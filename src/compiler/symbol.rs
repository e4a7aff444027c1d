//! Typed symbol model built during code generation
//!
//! Symbols live in one arena; scopes are maps from names into it, kept
//! as a stack with the innermost scope last. Typedefs refer to their
//! target by arena index, never by owning reference, so alias chains
//! cannot form ownership cycles. Each type reports a byte size and an
//! increment size; the latter drives pointer arithmetic.

use std::collections::HashMap;

use crate::error::{Error, Result};
use crate::parser::ast::{BinaryOp, Span};

/// Index of a symbol in the arena
pub type SymbolId = usize;

/// Primitive type kinds
#[derive(Debug, Clone, Copy, PartialEq, Eq)]
pub enum Prim {
    /// 1-byte character
    Char,
    /// 4-byte integer (also the enum representation)
    Int,
    /// 8-byte integer
    Long,
    /// 8-byte float; `float` and `double` share the canonical format
    Double,
    /// No value
    Void,
}

impl Prim {
    /// Byte size of the primitive
    pub fn size(self) -> u32 {
        match self {
            Prim::Char => 1,
            Prim::Int => 4,
            Prim::Long => 8,
            Prim::Double => 8,
            Prim::Void => 0,
        }
    }
}

/// Size request: total byte size or pointer-increment size
#[derive(Debug, Clone, Copy, PartialEq, Eq)]
pub enum SizeKind {
    /// Total size in bytes
    Total,
    /// Step applied by pointer arithmetic and `++` on pointers
    Increment,
}

/// A type: a primitive or named base with a pointer indirection count
#[derive(Debug, Clone, Copy, PartialEq, Eq)]
pub enum Ty {
    /// Base type with indirection
    Base {
        /// Primitive kind
        prim: Prim,
        /// Levels of pointer indirection
        ptr: u8,
    },
    /// Reference to a struct or typedef symbol, with indirection
    Named {
        /// Arena index of the referenced symbol (weak)
        symbol: SymbolId,
        /// Levels of pointer indirection
        ptr: u8,
    },
}

/// Pointer size in the 32-bit virtual address space
pub const PTR_SIZE: u32 = 4;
......
Assigned task:
Word for word, return each of the entries shown above.

Result of the task:
filename src/compiler/symbol.rs
repository e4a7aff444027c1d
//! Typed symbol model built during code generation
//!
//! Symbols live in one arena; scopes are maps from names into it, kept
//! as a stack with the innermost scope last. Typedefs refer to their
//! target by arena index, never by owning reference, so alias chains
//! cannot form ownership cycles. Each type reports a byte size and an
//! increment size; the latter drives pointer arithmetic.

use std::collections::HashMap;

use crate::error::{Error, Result};
use crate::parser::ast::{BinaryOp, Span};

/// Index of a symbol in the arena
pub type SymbolId = usize;

/// Primitive type kinds
#[derive(Debug, Clone, Copy, PartialEq, Eq)]
pub enum Prim {
    /// 1-byte character
    Char,
    /// 4-byte integer (also the enum representation)
    Int,
    /// 8-byte integer
    Long,
    /// 8-byte float; `float` and `double` share the canonical format
    Double,
    /// No value
    Void,
}

impl Prim {
    /// Byte size of the primitive
    pub fn size(self) -> u32 {
        match self {
            Prim::Char => 1,
            Prim::Int => 4,
            Prim::Long => 8,
            Prim::Double => 8,
            Prim::Void => 0,
        }
    }
}

/// Size request: total byte size or pointer-increment size
#[derive(Debug, Clone, Copy, PartialEq, Eq)]
pub enum SizeKind {
    /// Total size in bytes
    Total,
    /// Step applied by pointer arithmetic and `++` on pointers
    Increment,
}

/// A type: a primitive or named base with a pointer indirection count
#[derive(Debug, Clone, Copy, PartialEq, Eq)]
pub enum Ty {
    /// Base type with indirection
    Base {
        /// Primitive kind
        prim: Prim,
        /// Levels of pointer indirection
        ptr: u8,
    },
    /// Reference to a struct or typedef symbol, with indirection
    Named {
        /// Arena index of the referenced symbol (weak)
        symbol: SymbolId,
        /// Levels of pointer indirection
        ptr: u8,
    },
}

/// Pointer size in the 32-bit virtual address space
pub const PTR_SIZE: u32 = 4;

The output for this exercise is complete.